## WHAT TO WORK ON:
The lines from the start of the data through the line with "use heck::ToUpperCamelCase;" are to be returned verbatim; all later lines are to be omitted.

## Stored data entries:
//! Component descriptor definitions
//!
//! This module contains `ComponentDescriptor` and its prop/variant
//! metadata. Descriptors are the registry's entries: immutable records
//! created at load time that describe one placeable component.

use heck::ToUpperCamelCase;
use pagecraft_core::{Category, PropKind, PropValue};
use serde::Serialize;
use std::path::PathBuf;

// ============================================================================
// PropSpec
// ============================================================================

/// Declares one prop a component accepts
#[derive(Debug, Clone, Serialize)]
pub struct PropSpec {
    /// Prop name as it appears in the emitted markup
    pub name: String,

    /// Declared kind
    pub kind: PropKind,

    /// Default value, emitted when the prop is marked required and not
    /// overridden
    pub default: Option<PropValue>,

    /// Whether the prop must appear in every emitted invocation
    pub required: bool,

    /// One-line description
    pub doc: Option<String>,
}

impl PropSpec {
    /// Create a prop spec with the given name and kind
    pub fn new(name: impl Into<String>, kind: PropKind) -> Self {
        Self {
            name: name.into(),
            kind,
            default: None,
            required: false,
            doc: None,
        }
    }

    /// Create a text prop
    pub fn text(name: impl Into<String>) -> Self {
        Self::new(name, PropKind::Text)
    }

    /// Create a number prop
    pub fn number(name: impl Into<String>) -> Self {
        Self::new(name, PropKind::Number)
    }

    /// Create a bool prop
    pub fn bool(name: impl Into<String>) -> Self {
        Self::new(name, PropKind::Bool)
    }

    /// Create a list prop
    pub fn list(name: impl Into<String>) -> Self {
        Self::new(name, PropKind::List)
    }

    /// Create a renderable-node prop (children, icons)
    pub fn node(name: impl Into<String>) -> Self {
        Self::new(name, PropKind::Node)
    }

    /// Set the default value
    pub fn with_default(mut self, default: impl Into<PropValue>) -> Self {
        self.default = Some(default.into());
        self
    }

    /// Mark the prop as required in every emitted invocation
    pub fn required(mut self) -> Self {
        self.required = true;
        self
    }

    /// Set the description
    pub fn with_doc(mut self, doc: impl Into<String>) -> Self {
        self.doc = Some(doc.into());
        self
    }
}

// ============================================================================
// VariantDescriptor
// ============================================================================

/// An alternate renderable implementation under the same descriptor
#[derive(Debug, Clone, Serialize)]
pub struct VariantDescriptor {
    /// Variant name (e.g. "outline")
    pub name: String,

    /// JSX tag name of the variant implementation
    pub tag_name: String,
}

impl VariantDescriptor {
    /// Create a new variant descriptor
    pub fn new(name: impl Into<String>, tag_name: impl Into<String>) -> Self {
        Self {
            name: name.into(),
            tag_name: tag_name.into(),
        }
    }
}

// ============================================================================
// ComponentDescriptor
// ============================================================================

/// A registry entry describing one placeable component
#[derive(Debug, Clone, Serialize)]
pub struct ComponentDescriptor {
    /// Unique identifier (kebab-case, e.g. "shimmer-button")
    pub id: String,

    /// Display name (e.g. "Shimmer Button")
    pub name: String,

    /// Catalog category
    pub category: Category,

    /// One-line description
    pub description: String,

    /// Tags for search
    pub tags: Vec<String>,

    /// JSX tag name (e.g. "ShimmerButton")
    pub tag_name: String,

    /// Import path of the renderable implementation
    pub import_path: String,

    /// Props this component accepts
    pub props: Vec<PropSpec>,

    /// Alternate implementations under this descriptor
    pub variants: Vec<VariantDescriptor>,

    /// Whether this component requires a pro license
    pub pro: bool,

    /// Inline source code for display, if bundled
    #[serde(skip_serializing_if = "Option::is_none")]
    pub source: Option<String>,

    /// Path to the source code for on-demand loading
    #[serde(skip_serializing_if = "Option::is_none")]
    pub source_path: Option<PathBuf>,
}

impl ComponentDescriptor {
    /// Create a new descriptor
    ///
    /// The JSX tag name is derived from the id (`shimmer-button` →
    /// `ShimmerButton`) and the import path defaults to the catalog's
    /// `@/components/ui/<id>` convention. Both can be overridden with the
    /// builder methods.
    pub fn new(id: impl Into<String>, name: impl Into<String>, category: Category) -> Self {
        let id = id.into();
        let tag_name = id.to_upper_camel_case();
        let import_path = format!("@/components/ui/{}", id);

        Self {
            id,
            name: name.into(),
            category,
            description: String::new(),
            tags: Vec::new(),
            tag_name,
            import_path,
            props: Vec::new(),
            variants: Vec::new(),
            pro: false,
            source: None,
            source_path: None,
        }
    }

    // ========================================================================
    // Builder methods
    // ========================================================================

    /// Set the description
    pub fn with_description(mut self, description: impl Into<String>) -> Self {
        self.description = description.into();
        self
    }

    /// Add a search tag
    pub fn with_tag(mut self, tag: impl Into<String>) -> Self {
        self.tags.push(tag.into());
        self
    }

    /// Add a prop spec
    pub fn with_prop(mut self, prop: PropSpec) -> Self {
        self.props.push(prop);
        self
    }

    /// Add a variant
    pub fn with_variant(mut self, variant: VariantDescriptor) -> Self {
        self.variants.push(variant);
        self
    }

    /// Override the JSX tag name
    pub fn with_tag_name(mut self, tag_name: impl Into<String>) -> Self {
        self.tag_name = tag_name.into();
        self
    }

    /// Override the import path
    pub fn with_import_path(mut self, import_path: impl Into<String>) -> Self {
        self.import_path = import_path.into();
        self
    }

    /// Mark the component as pro-only
    pub fn pro(mut self) -> Self {
        self.pro = true;
        self
    }

    /// Attach inline source code
    pub fn with_source(mut self, source: impl Into<String>) -> Self {
        self.source = Some(source.into());
        self
    }

    /// Attach a source path for on-demand loading
    pub fn with_source_path(mut self, path: impl Into<PathBuf>) -> Self {
        self.source_path = Some(path.into());
        self
    }

    // ========================================================================
    // Query methods
    // ========================================================================

    /// Find a prop spec by name
    pub fn prop(&self, name: &str) -> Option<&PropSpec> {
        self.props.iter().find(|p| p.name == name)
    }

    /// Props that must appear in every emitted invocation
    pub fn required_props(&self) -> impl Iterator<Item = &PropSpec> {
        self.props.iter().filter(|p| p.required)
    }

    /// Find a variant by name
    pub fn variant(&self, name: &str) -> Option<&VariantDescriptor> {
        self.variants.iter().find(|v| v.name == name)
    }

    /// Check whether the descriptor matches a search query
    ///
    /// Case-insensitive substring match over name, description, and tags.
    pub fn matches_query(&self, query: &str) -> bool {
        let query = query.to_lowercase();
        self.name.to_lowercase().contains(&query)
            || self.description.to_lowercase().contains(&query)
            || self
                .tags
                .iter()
                .any(|t| t.to_lowercase().contains(&query))
    }
}

impl pagecraft_core::Named for ComponentDescriptor {
    fn name(&self) -> &str {
        &self.name
    }

    fn set_name(&mut self, name: String) {
        self.name = name;
    }
}

// ============================================================================
// Tests
// ============================================================================
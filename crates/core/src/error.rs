//! Error types for Pagecraft
//!
//! This module provides unified error handling across the engine,
//! covering lookup failures, storage failures, serialization problems,
//! invariant violations, and code generation errors.

use std::path::PathBuf;
use thiserror::Error;
use uuid::Uuid;

/// The main error type for Pagecraft
#[derive(Debug, Error)]
pub enum BuilderError {
    // ========================================================================
    // Not Found Errors
    // ========================================================================
    /// Component descriptor not found in the registry
    #[error("Component not found: {0}")]
    ComponentNotFound(String),

    /// Page not found in the project
    #[error("Page not found: {0}")]
    PageNotFound(Uuid),

    /// Placed component instance not found on the page
    #[error("Component instance not found: {0}")]
    InstanceNotFound(Uuid),

    /// Saved project not found in the store
    #[error("Project not found: {0}")]
    ProjectNotFound(String),

    // ========================================================================
    // Duplicate Errors
    // ========================================================================
    /// Duplicate component id registered
    #[error("Duplicate component id: '{0}' is already registered")]
    DuplicateComponent(String),

    // ========================================================================
    // Validation Errors
    // ========================================================================
    /// General validation error
    #[error("Validation error: {0}")]
    Validation(String),

    /// Prop validation failed
    #[error("Prop validation failed for '{component}.{prop}': {message}")]
    PropValidation {
        component: String,
        prop: String,
        message: String,
    },

    // ========================================================================
    // Invariant Violations
    // ========================================================================
    /// Attempted to delete the last remaining page
    #[error("Cannot delete '{0}': a project must keep at least one page")]
    LastPage(String),

    /// Generic invariant violation
    #[error("Invariant violation: {0}")]
    InvariantViolation(String),

    // ========================================================================
    // Storage Errors
    // ========================================================================
    /// The persistence medium is unavailable
    #[error("Project store unavailable: {0}")]
    StorageUnavailable(String),

    /// Failed to read a stored project
    #[error("Failed to read project '{key}': {message}")]
    StoreRead { key: String, message: String },

    /// Failed to write a stored project
    #[error("Failed to write project '{key}': {message}")]
    StoreWrite { key: String, message: String },

    // ========================================================================
    // Serialization Errors
    // ========================================================================
    /// JSON serialization error
    #[error("JSON serialization error: {0}")]
    JsonSerialization(#[from] serde_json::Error),

    /// Stored project data is not in a recognized format
    #[error("Invalid project format: {0}")]
    InvalidProjectFormat(String),

    /// Stored schema version is newer than this build supports
    #[error("Unsupported schema version: found {found}, supported up to {supported}")]
    UnsupportedSchemaVersion { found: u32, supported: u32 },

    // ========================================================================
    // Code Generation Errors
    // ========================================================================
    /// Code generation failed
    #[error("Code generation failed: {0}")]
    CodeGeneration(String),

    // ========================================================================
    // Source Lookup Errors
    // ========================================================================
    /// Component has neither inline source nor a source path
    #[error("No code path for component: {0}")]
    NoCodePath(String),

    /// Failed to read component source from its path
    #[error("Failed to read source '{path}': {message}")]
    SourceRead { path: PathBuf, message: String },

    // ========================================================================
    // IO Errors
    // ========================================================================
    /// File IO error
    #[error("IO error: {0}")]
    Io(#[from] std::io::Error),

    // ========================================================================
    // Generic Errors
    // ========================================================================
    /// Internal error (should not happen)
    #[error("Internal error: {0}")]
    Internal(String),

    /// Generic error with context
    #[error("{context}: {message}")]
    WithContext { context: String, message: String },
}

impl BuilderError {
    /// Create a validation error
    pub fn validation(msg: impl Into<String>) -> Self {
        BuilderError::Validation(msg.into())
    }

    /// Create a prop validation error
    pub fn prop_validation(
        component: impl Into<String>,
        prop: impl Into<String>,
        msg: impl Into<String>,
    ) -> Self {
        BuilderError::PropValidation {
            component: component.into(),
            prop: prop.into(),
            message: msg.into(),
        }
    }

    /// Create a code generation error
    pub fn codegen(msg: impl Into<String>) -> Self {
        BuilderError::CodeGeneration(msg.into())
    }

    /// Create a storage-unavailable error
    pub fn storage(msg: impl Into<String>) -> Self {
        BuilderError::StorageUnavailable(msg.into())
    }

    /// Create an internal error
    pub fn internal(msg: impl Into<String>) -> Self {
        BuilderError::Internal(msg.into())
    }

    /// Create an error with context
    pub fn with_context(context: impl Into<String>, msg: impl Into<String>) -> Self {
        BuilderError::WithContext {
            context: context.into(),
            message: msg.into(),
        }
    }

    /// Check if this error is a not-found error
    pub fn is_not_found(&self) -> bool {
        matches!(
            self,
            BuilderError::ComponentNotFound(_)
                | BuilderError::PageNotFound(_)
                | BuilderError::InstanceNotFound(_)
                | BuilderError::ProjectNotFound(_)
        )
    }

    /// Check if this error is a validation error
    pub fn is_validation(&self) -> bool {
        matches!(
            self,
            BuilderError::Validation(_) | BuilderError::PropValidation { .. }
        )
    }

    /// Check if this error is an invariant violation
    pub fn is_invariant(&self) -> bool {
        matches!(
            self,
            BuilderError::LastPage(_) | BuilderError::InvariantViolation(_)
        )
    }

    /// Check if this error is a storage error
    pub fn is_storage(&self) -> bool {
        matches!(
            self,
            BuilderError::StorageUnavailable(_)
                | BuilderError::StoreRead { .. }
                | BuilderError::StoreWrite { .. }
        )
    }

    /// Check if this error is a serialization error
    pub fn is_serialization(&self) -> bool {
        matches!(
            self,
            BuilderError::JsonSerialization(_)
                | BuilderError::InvalidProjectFormat(_)
                | BuilderError::UnsupportedSchemaVersion { .. }
        )
    }
}

/// Result type alias using BuilderError
pub type BuilderResult<T> = Result<T, BuilderError>;

/// Extension trait for adding context to errors
pub trait ResultExt<T> {
    /// Add context to an error
    fn with_context<C: Into<String>>(self, context: C) -> BuilderResult<T>;
}

impl<T, E: Into<BuilderError>> ResultExt<T> for Result<T, E> {
    fn with_context<C: Into<String>>(self, context: C) -> BuilderResult<T> {
        self.map_err(|e| {
            let err: BuilderError = e.into();
            BuilderError::WithContext {
                context: context.into(),
                message: err.to_string(),
            }
        })
    }
}

// ============================================================================
// Tests
// ============================================================================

## TASK RESULT:
//! Component descriptor definitions
//!
//! This module contains `ComponentDescriptor` and its prop/variant
//! metadata. Descriptors are the registry's entries: immutable records
//! created at load time that describe one placeable component.

use heck::ToUpperCamelCase;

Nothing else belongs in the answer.